Thank you all.  I will teach my beloved students "Polard!" and "Espèce de zélé!"  The two expressions that are equivalent to lèche-cul that I hear most often are "Brown noser!" and "Suck-up!"  But those are not the equivalent to overachiever because an overachiever is not necessarily trying to curry favor with the teacher.  He may just be sincerely interested in the subject matter and work hard at it.  Or he may just be driven to excel at everything he does even if he's not all that interested in it.


----------



## leicesterman

A crazy overachiever = zélé-de-la-mort-qui-tue!!!!!!!


----------



## Aoyama

On aurait aussi (selon contexte) : un/e (petit/e) balèse (variantes : balaise, balèze), un bosseur (une bosseuse)...


----------



## Mme Machin

Merci à tous!


----------



## catheng

My two teenage kids say " espèce de geek" " espèce de nô Life" 
ou 
c'est un geek / un nô Life 
pour parler de leur camarades de classe ou de fac Qui leur semblent trop bosseurs...
Ils utilisent des termes anglais et sont parfaitement compris...


----------



## LART01

on disait à une époque un "stakhanoviste"


----------



## Chimel

Mme Machin said:


> I just read this whole thread without finding a satisfactory translation of "overachiever." A high school student who does the minimum required to earn a decent grade will call another student an overachiever if this other student thoroughly completes an assignment or goes beyond the requirements to do an excellent job. A very lazy student might also call someone who is not necessarily a good student but who is slightly less lazy than herself an overchiever. Does anyone have any new ideas for a good translation for the term "overachiever" in these contexts? Merci beaucoup!

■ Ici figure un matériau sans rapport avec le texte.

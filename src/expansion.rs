//! Folder expansion engine.
//!
//! Each folder node is either collapsed or expanded. Expanding scans the
//! repository's flat path list for immediate children, materializes the
//! ones not yet in the graph, fans them out around the parent and links
//! them with inferred edges. Collapsing removes every node nested under
//! the folder's path, at any depth, together with all edges touching them.
//!
//! ```text
//!            expand: scan file map, add children + edges
//! collapsed ───────────────────────────────────────────▶ expanded
//!     ▲                                                      │
//!     └──────────────────────────────────────────────────────┘
//!            collapse: drop every path under "<folder>/"
//! ```
//!
//! The functions here operate on a `GraphSnapshot` and are applied through
//! `GraphStore::replace_graph`, so one transition is one atomic transform.

use hashbrown::HashSet;
use tracing::debug;

use crate::layout::FanOut;
use crate::model::*;
use crate::store::GraphSnapshot;

// ============================================================================
// Context
// ============================================================================

/// What the engine needs to know about the current repository.
#[derive(Debug, Clone, Copy)]
pub struct ExpansionContext<'a> {
    pub repo_name: &'a str,
    pub default_branch: &'a str,
    /// Flat path list; ground truth for children.
    pub file_map: &'a [String],
    pub view_base_url: &'a str,
    pub fan_out: &'a FanOut,
}

// ============================================================================
// Transition result
// ============================================================================

/// Outcome of one expand/collapse request.
#[derive(Debug, Clone, Copy, PartialEq, Eq)]
pub enum Transition {
    Expanded { added_nodes: usize, added_edges: usize },
    Collapsed { removed_nodes: usize, removed_edges: usize },
    /// Guard tripped; the graph is unchanged.
    Skipped(SkipReason),
}

#[derive(Debug, Clone, Copy, PartialEq, Eq)]
pub enum SkipReason {
    /// No node with the requested id (e.g. a callback after a repository switch).
    MissingNode,
    /// The node has no `full_path`.
    MissingPath,
    /// No repository, hence no flat path list, is loaded.
    NoFileMap,
    /// Already in the requested state.
    AlreadyInState,
}

impl Transition {
    pub fn is_skipped(&self) -> bool {
        matches!(self, Self::Skipped(_))
    }

    /// True if the graph was changed.
    pub fn changed(&self) -> bool {
        !self.is_skipped()
    }
}

// ============================================================================
// Transitions
// ============================================================================

/// Expand a collapsed node, collapse an expanded one.
pub fn toggle(graph: &mut GraphSnapshot, id: &NodeId, ctx: Option<&ExpansionContext<'_>>) -> Transition {
    match graph.node(id) {
        None => Transition::Skipped(SkipReason::MissingNode),
        Some(n) if n.is_expanded() => collapse(graph, id, ctx),
        Some(_) => expand(graph, id, ctx),
    }
}

/// Reveal the immediate children of a collapsed folder.
pub fn expand(graph: &mut GraphSnapshot, id: &NodeId, ctx: Option<&ExpansionContext<'_>>) -> Transition {
    let Some(ctx) = ctx else {
        return Transition::Skipped(SkipReason::NoFileMap);
    };
    let Some(parent) = graph.node(id) else {
        return Transition::Skipped(SkipReason::MissingNode);
    };
    if parent.is_expanded() {
        return Transition::Skipped(SkipReason::AlreadyInState);
    }
    let Some(folder_path) = parent.full_path() else {
        return Transition::Skipped(SkipReason::MissingPath);
    };
    let origin = parent.position;

    // Distinct paths can derive the same id (`a/b-c` and `a-b/c`); the
    // first materialized path keeps it and later ones are not revealed.
    let new_paths: Vec<String> = {
        let existing = graph.full_paths();
        let mut taken: HashSet<NodeId> = graph.nodes.iter().map(|n| n.id.clone()).collect();
        immediate_children(ctx.file_map, folder_path)
            .into_iter()
            .filter(|p| !existing.contains(p.as_str()))
            .filter(|p| {
                let fresh = taken.insert(derive_node_id(p));
                if !fresh {
                    debug!(path = %p, "derived id already taken, not revealing");
                }
                fresh
            })
            .collect()
    };

    let positions = ctx.fan_out.place(origin, new_paths.len());
    let children: Vec<Node> = new_paths.iter()
        .zip(positions)
        .map(|(path, position)| materialize(path, position, ctx))
        .collect();
    let edges: Vec<Edge> = children.iter().map(|c| Edge::inferred(id, &c.id)).collect();

    let added_nodes = graph.append_nodes(children);
    let added_edges = graph.append_edges(edges);
    if let Some(parent) = graph.node_mut(id) {
        parent.data.expanded = true;
    }

    debug!(node = %id, added_nodes, added_edges, "expanded folder");
    Transition::Expanded { added_nodes, added_edges }
}

/// Hide everything nested under an expanded folder.
pub fn collapse(graph: &mut GraphSnapshot, id: &NodeId, ctx: Option<&ExpansionContext<'_>>) -> Transition {
    if ctx.is_none() {
        return Transition::Skipped(SkipReason::NoFileMap);
    }
    let Some(parent) = graph.node(id) else {
        return Transition::Skipped(SkipReason::MissingNode);
    };
    if !parent.is_expanded() {
        return Transition::Skipped(SkipReason::AlreadyInState);
    }
    let Some(folder_path) = parent.full_path() else {
        return Transition::Skipped(SkipReason::MissingPath);
    };

    let doomed = descendants(graph, folder_path);
    let (removed_nodes, removed_edges) = graph.remove_nodes(&doomed);
    if let Some(parent) = graph.node_mut(id) {
        parent.data.expanded = false;
    }

    debug!(node = %id, removed_nodes, removed_edges, "collapsed folder");
    Transition::Collapsed { removed_nodes, removed_edges }
}

// ============================================================================
// Path helpers
// ============================================================================

/// `path` with exactly one trailing `/`.
fn folder_prefix(path: &str) -> String {
    if path.ends_with('/') {
        path.to_string()
    } else {
        format!("{path}/")
    }
}

/// Ids of every node strictly nested under `folder_path`.
pub fn descendants(graph: &GraphSnapshot, folder_path: &str) -> HashSet<NodeId> {
    let prefix = folder_prefix(folder_path);
    graph.nodes.iter()
        .filter(|n| n.full_path().is_some_and(|p| p != folder_path && p.starts_with(&prefix)))
        .map(|n| n.id.clone())
        .collect()
}

/// Immediate child paths of `folder_path`, deduplicated, in file-map order.
pub fn immediate_children(file_map: &[String], folder_path: &str) -> Vec<String> {
    let prefix = folder_prefix(folder_path);
    let mut seen = HashSet::new();
    let mut children = Vec::new();
    for path in file_map {
        let Some(rest) = path.strip_prefix(prefix.as_str()) else {
            continue;
        };
        let segment = rest.split('/').next().unwrap_or_default();
        if segment.is_empty() {
            continue;
        }
        let child = format!("{prefix}{segment}");
        if seen.insert(child.clone()) {
            children.push(child);
        }
    }
    children
}

/// A path is a folder if some file lives beneath it.
pub fn is_folder_path(file_map: &[String], path: &str) -> bool {
    let prefix = folder_prefix(path);
    file_map.iter().any(|f| f.starts_with(&prefix))
}

/// `auto-` + path with `/` and whitespace replaced by `-`.
pub fn derive_node_id(path: &str) -> NodeId {
    let slug: String = path.chars()
        .map(|c| if c == '/' || c.is_whitespace() { '-' } else { c })
        .collect();
    NodeId(format!("auto-{slug}"))
}

/// Link to the repository's tree (folder) or blob (file) view of `path`.
pub fn view_url(base: &str, repo: &str, branch: &str, path: &str, is_folder: bool) -> String {
    let kind = if is_folder { "tree" } else { "blob" };
    format!(
        "{}/{repo}/{kind}/{branch}/{}",
        base.trim_end_matches('/'),
        encode_component(path),
    )
}

/// Percent-encode everything outside the URI-component unreserved set.
fn encode_component(s: &str) -> String {
    const KEEP: &[u8] = b"-_.!~*'()";
    let mut out = String::with_capacity(s.len());
    for b in s.bytes() {
        if b.is_ascii_alphanumeric() || KEEP.contains(&b) {
            out.push(b as char);
        } else {
            out.push_str(&format!("%{b:02X}"));
        }
    }
    out
}

/// Build the placeholder node for a newly revealed path.
fn materialize(path: &str, position: Position, ctx: &ExpansionContext<'_>) -> Node {
    let label = path.rsplit('/').next().unwrap_or(path);
    let is_folder = is_folder_path(ctx.file_map, path);
    let kind = if is_folder {
        NodeKind::Folder
    } else if label.ends_with(".json") {
        NodeKind::Config
    } else {
        NodeKind::File
    };
    let summary = if is_folder {
        "Directory".to_string()
    } else {
        match label.rsplit_once('.') {
            Some((_, ext)) => format!("{} File", ext.to_uppercase()),
            None => "File".to_string(),
        }
    };

    let mut data = NodeData::new(label, kind)
        .with_full_path(path)
        .with_complexity(2)
        .with_summary(summary)
        .with_url(view_url(ctx.view_base_url, ctx.repo_name, ctx.default_branch, path, is_folder));
    data.reasoning = "Expanded from parent".to_string();

    Node::new(derive_node_id(path), data).at(position)
}

// ============================================================================
// Tests
// ============================================================================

As I understand, _overachiever_ can be (slightly) pejorative, but not necessarily: it may just imply that the student is very motivated.

I would definitely go for _bosseur_, as suggested by Aoyama, or _bûcheur_. According to the context, it can be a neutral statement ("Il n'est pas très doué, mais comme c'est un bosseur, il a des chances de réussir") or a criticism ("Il est toujours plongé dans ses bouquins, il ne s'amuse jamais avec les autres... C'est un bûcheur").


----------



## mirifica

Bonjour,

Il me semble que 'bête de travail' pourrait convenir mais ça ne met pas l'accent sur l'excellence des résultats. On diraait aussi un 'crack', passé en français, qui signifie super gagnant.


----------



## Cath.S.

LART01 said:


> on disait à une époque un "stakhanoviste"


... mais "à l'époque", comme tu dis. Je ne pense pas que le terme serait compris par les plus jeunes de nos jours. Il m'arrive de l'employer encore, de temps en temps, mais uniquement avec des "initiés".

 Pour ceux qui ne connaissent pas, cet adjectif vient du nom de ce valeureux camarade.


----------



## Cath.S.

catheng said:


> My two teenage kids say " espèce de geek" " espèce de nô Life"
> ou
> c'est un geek / un nô Life
> pour parler de leur camarades de classe ou de fac Qui leur semblent trop bosseurs...
> Ils utilisent des termes anglais et sont parfaitement compris...


Ils écrivent_ no life _avec un accent circonflexe ?
Ce terme est couramment employé sur certains forums, mais son acception est plus large ; le _no life_ peut très bien simplement passer son temps à jouer en ligne à des jeux vidéos, pas à réviser ses maths.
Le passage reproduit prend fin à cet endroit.